(Stored items)

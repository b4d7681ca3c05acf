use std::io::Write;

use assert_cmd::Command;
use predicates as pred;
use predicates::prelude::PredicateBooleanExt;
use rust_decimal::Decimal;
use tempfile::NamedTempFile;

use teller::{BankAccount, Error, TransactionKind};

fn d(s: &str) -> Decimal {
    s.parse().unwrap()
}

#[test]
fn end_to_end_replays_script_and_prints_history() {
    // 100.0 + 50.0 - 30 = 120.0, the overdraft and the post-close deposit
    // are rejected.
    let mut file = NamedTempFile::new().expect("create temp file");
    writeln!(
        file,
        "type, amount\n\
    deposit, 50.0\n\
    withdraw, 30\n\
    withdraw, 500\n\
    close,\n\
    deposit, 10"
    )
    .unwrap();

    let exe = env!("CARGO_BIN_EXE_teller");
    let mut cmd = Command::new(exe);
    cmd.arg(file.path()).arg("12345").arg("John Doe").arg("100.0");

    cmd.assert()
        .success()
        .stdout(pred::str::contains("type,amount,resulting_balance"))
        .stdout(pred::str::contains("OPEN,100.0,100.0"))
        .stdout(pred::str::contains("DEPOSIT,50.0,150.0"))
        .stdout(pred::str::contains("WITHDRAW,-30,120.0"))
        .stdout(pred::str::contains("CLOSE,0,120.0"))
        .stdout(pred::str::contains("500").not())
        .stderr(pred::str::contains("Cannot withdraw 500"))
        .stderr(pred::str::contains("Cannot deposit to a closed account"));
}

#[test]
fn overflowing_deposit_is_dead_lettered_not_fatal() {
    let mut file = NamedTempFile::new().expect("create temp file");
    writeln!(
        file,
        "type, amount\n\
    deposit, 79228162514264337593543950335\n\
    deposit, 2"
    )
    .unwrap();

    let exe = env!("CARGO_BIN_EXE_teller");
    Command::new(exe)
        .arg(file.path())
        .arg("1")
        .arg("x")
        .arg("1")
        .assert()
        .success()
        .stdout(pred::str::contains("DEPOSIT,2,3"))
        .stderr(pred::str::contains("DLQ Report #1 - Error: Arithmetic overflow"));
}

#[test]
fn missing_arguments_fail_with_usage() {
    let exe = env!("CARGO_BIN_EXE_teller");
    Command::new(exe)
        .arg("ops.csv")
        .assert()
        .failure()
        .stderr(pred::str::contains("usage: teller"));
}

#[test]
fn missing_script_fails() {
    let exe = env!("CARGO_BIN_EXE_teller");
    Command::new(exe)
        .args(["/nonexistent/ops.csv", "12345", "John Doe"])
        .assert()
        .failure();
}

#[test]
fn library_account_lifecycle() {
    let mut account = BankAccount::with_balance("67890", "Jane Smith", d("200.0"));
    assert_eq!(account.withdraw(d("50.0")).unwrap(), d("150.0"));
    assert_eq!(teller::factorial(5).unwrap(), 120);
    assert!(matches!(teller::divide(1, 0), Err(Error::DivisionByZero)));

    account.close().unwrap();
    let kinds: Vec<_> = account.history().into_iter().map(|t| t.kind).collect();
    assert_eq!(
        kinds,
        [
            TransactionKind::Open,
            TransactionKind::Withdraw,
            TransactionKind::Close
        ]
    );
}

--

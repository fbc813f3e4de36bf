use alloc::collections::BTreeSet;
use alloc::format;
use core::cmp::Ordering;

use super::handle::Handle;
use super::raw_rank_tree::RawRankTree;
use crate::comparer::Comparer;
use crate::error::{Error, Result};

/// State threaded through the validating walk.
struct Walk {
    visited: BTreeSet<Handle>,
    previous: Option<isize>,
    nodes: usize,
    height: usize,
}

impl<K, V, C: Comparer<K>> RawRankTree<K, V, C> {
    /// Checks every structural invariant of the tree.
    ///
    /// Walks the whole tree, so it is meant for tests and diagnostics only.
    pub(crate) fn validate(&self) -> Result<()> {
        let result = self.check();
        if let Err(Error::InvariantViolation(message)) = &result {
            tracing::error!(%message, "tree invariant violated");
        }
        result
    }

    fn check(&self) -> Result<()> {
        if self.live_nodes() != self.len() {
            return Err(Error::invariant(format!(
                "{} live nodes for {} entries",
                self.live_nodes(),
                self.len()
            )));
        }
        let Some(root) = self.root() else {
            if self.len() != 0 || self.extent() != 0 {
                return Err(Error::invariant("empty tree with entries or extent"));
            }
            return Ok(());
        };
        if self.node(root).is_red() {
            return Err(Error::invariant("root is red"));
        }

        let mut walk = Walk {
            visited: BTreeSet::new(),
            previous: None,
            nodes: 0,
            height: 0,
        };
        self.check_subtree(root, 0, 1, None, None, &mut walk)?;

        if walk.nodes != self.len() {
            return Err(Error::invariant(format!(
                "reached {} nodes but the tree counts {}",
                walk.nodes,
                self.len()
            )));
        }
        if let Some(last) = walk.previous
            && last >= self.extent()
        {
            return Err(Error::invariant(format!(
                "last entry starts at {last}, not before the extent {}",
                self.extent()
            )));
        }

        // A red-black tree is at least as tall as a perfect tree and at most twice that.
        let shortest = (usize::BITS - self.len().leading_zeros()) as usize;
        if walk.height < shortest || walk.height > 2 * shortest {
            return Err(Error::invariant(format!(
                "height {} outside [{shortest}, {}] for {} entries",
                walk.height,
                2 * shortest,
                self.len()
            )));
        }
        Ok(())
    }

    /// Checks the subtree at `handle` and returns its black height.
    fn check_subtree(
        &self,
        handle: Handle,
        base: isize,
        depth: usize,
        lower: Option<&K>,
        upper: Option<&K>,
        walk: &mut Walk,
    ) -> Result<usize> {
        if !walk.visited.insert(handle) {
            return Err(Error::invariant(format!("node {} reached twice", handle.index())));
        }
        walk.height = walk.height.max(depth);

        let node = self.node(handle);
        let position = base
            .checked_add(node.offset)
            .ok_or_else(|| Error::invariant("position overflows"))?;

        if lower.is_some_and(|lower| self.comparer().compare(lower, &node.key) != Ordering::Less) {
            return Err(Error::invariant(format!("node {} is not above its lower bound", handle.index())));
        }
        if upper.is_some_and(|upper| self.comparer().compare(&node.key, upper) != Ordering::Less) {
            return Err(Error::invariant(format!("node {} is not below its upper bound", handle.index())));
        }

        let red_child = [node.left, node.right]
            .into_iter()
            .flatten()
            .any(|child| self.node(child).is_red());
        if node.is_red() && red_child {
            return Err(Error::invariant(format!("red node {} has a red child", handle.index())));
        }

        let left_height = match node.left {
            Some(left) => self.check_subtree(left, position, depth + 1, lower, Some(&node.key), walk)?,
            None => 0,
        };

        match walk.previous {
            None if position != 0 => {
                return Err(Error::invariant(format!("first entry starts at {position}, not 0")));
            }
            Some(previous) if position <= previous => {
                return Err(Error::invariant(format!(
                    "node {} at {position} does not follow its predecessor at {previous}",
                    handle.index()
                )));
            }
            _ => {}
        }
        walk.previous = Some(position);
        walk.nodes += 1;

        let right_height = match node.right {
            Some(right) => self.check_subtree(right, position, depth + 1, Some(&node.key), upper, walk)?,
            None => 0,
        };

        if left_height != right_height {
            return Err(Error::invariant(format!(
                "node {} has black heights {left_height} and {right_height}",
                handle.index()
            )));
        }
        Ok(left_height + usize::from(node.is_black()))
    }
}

# [Work required]
Only the lines with "root" are needed; find them in the records and copy each one.

# [Task solution]
        let Some(root) = self.root() else {
        if self.node(root).is_red() {
            return Err(Error::invariant("root is red"));
        self.check_subtree(root, 0, 1, None, None, &mut walk)?;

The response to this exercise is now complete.